TODAY -

Villagers around Keibul Lamjao National Park:
Custodians or Culprits in wildlife conservation

Dr. R. S. Khoiyangbam *

Keibul Lamjao National Park
Keibul Lamjao National Park :: Photo Credits :: neceer.org.in



The landmark of protected wildlife areas began with the establishment of the world's first National Park, Yellowstone, in the United States in 1872. This model was replicated later on in many countries including India to set up an exclusive network of Protected Areas (PAs). Today, PAs are the cornerstone of conservation of not only world's biodiversity, but also other natural and related cultural resources. There are more than 2600 PAs in the world, covering nearly 4 million km2 in 124 countries and they are credited with saving wildlife from extinction.

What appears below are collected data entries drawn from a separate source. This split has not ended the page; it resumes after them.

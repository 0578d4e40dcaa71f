//! Error kinds and the severity/category vocabulary shared by every component.
//!
//! The propagation policy per kind follows the table in the system design:
//! transient network errors retry inside the adapter, data-missing skips the
//! symbol for the tick, auth/signature failures are fatal at startup, and so
//! on. Components convert into `TradingError` at their boundary rather than
//! leaking `reqwest`/`serde_json` errors upward.

use std::fmt;

use serde::{Deserialize, Serialize};
use thiserror::Error;

/// Severity bucket used for health reporting and alerting.
#[derive(Debug, Clone, Copy, PartialEq, Eq, Serialize, Deserialize)]
pub enum ErrorSeverity {
    Low,
    Medium,
    High,
    Critical,
}

/// Classification used to increment per-kind, per-venue counters.
#[derive(Debug, Clone, Copy, PartialEq, Eq, Hash, Serialize, Deserialize)]
pub enum ErrorCategory {
    Network,
    DataMissing,
    Auth,
    Funds,
    Leverage,
    RiskHalt,
    Reconciliation,
    Llm,
    Persistence,
    Invariant,
}

/// The error kinds enumerated in the error-handling design.
#[derive(Debug, Error)]
pub enum TradingError {
    #[error("transient network error calling {venue}: {source}")]
    Network {
        venue: String,
        #[source]
        source: anyhow::Error,
    },

    #[error("no market data for {symbol}")]
    DataMissing { symbol: String },

    #[error("signature/auth failure: {0}")]
    Auth(String),

    #[error("order rejected ({venue}): {reason}")]
    Funds { venue: String, reason: String },

    #[error("leverage rejected by {venue}, retry at 1x pending")]
    Leverage { venue: String },

    #[error("risk halted: {0}")]
    RiskHalted(String),

    #[error("reconciliation drift on {symbol}: {detail}")]
    Reconciliation { symbol: String, detail: String },

    #[error("llm query failed: {0}")]
    Llm(String),

    #[error("persistence write failed: {0}")]
    Persistence(String),

    #[error("invariant violation: {0}")]
    Invariant(String),
}

impl TradingError {
    pub fn category(&self) -> ErrorCategory {
        match self {
            TradingError::Network { .. } => ErrorCategory::Network,
            TradingError::DataMissing { .. } => ErrorCategory::DataMissing,
            TradingError::Auth(_) => ErrorCategory::Auth,
            TradingError::Funds { .. } => ErrorCategory::Funds,
            TradingError::Leverage { .. } => ErrorCategory::Leverage,
            TradingError::RiskHalted(_) => ErrorCategory::RiskHalt,
            TradingError::Reconciliation { .. } => ErrorCategory::Reconciliation,
            TradingError::Llm(_) => ErrorCategory::Llm,
            TradingError::Persistence(_) => ErrorCategory::Persistence,
            TradingError::Invariant(_) => ErrorCategory::Invariant,
        }
    }

    pub fn severity(&self) -> ErrorSeverity {
        match self {
            TradingError::Auth(_) | TradingError::Invariant(_) => ErrorSeverity::Critical,
            TradingError::RiskHalted(_) => ErrorSeverity::High,
            TradingError::Network { .. } | TradingError::Leverage { .. } => ErrorSeverity::Medium,
            TradingError::DataMissing { .. }
            | TradingError::Funds { .. }
            | TradingError::Reconciliation { .. }
            | TradingError::Llm(_)
            | TradingError::Persistence(_) => ErrorSeverity::Low,
        }
    }
}

/// Exit codes defined in the external-interfaces section.
#[derive(Debug, Clone, Copy, PartialEq, Eq)]
pub enum ExitCode {
    Clean = 0,
    FatalStartup = 1,
    InvariantViolation = 2,
}

impl fmt::Display for ExitCode {
    fn fmt(&self, f: &mut fmt::Formatter<'_>) -> fmt::Result {
        write!(f, "{}", *self as i32)
    }
}

/// Running tally of errors by category, backing `HealthStatus` and any future
/// metrics exporter. Deliberately in-process only; no exporter is wired here.
#[derive(Debug, Default)]
pub struct ErrorTally {
    counts: std::collections::HashMap<(ErrorCategory, String), u64>,
    pub last_error: Option<String>,
}

impl ErrorTally {
    pub fn new() -> Self {
        Self::default()
    }

    pub fn record(&mut self, venue: &str, err: &TradingError) {
        *self
            .counts
            .entry((err.category(), venue.to_string()))
            .or_insert(0) += 1;
        self.last_error = Some(err.to_string());
    }

    pub fn count(&self, category: ErrorCategory, venue: &str) -> u64 {
        self.counts
            .get(&(category, venue.to_string()))
            .copied()
            .unwrap_or(0)
    }
}

pub type Result<T> = std::result::Result<T, TradingError>;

Had it not been for the timely intervention and declaration of PA in Keibul Lamjao, the wild animals in the area including 'Sangai' could have succumbed to a tragic end. Nonetheless, conserving wildlife in developing country like India is always a challenge as PAs are often understaffed, ill-equipped and underfunded and Keibul Lamjao National Park (KLNP) in Manipur is no exception. In spite of the many constraints, the park management in KLNP has put their best possible efforts nurturing the then meagre wildlife population to the present-day bountiful state.

There are good reasons to applause the tireless efforts on the part of the park management - making us all feel proud of 'Sangai'. Yet, it's not the end of the road, we are at the crossroad between the traditional and modern conservation approaches. It is the wisdom of the nation's conservationist elite to choose which path KLNP move forward.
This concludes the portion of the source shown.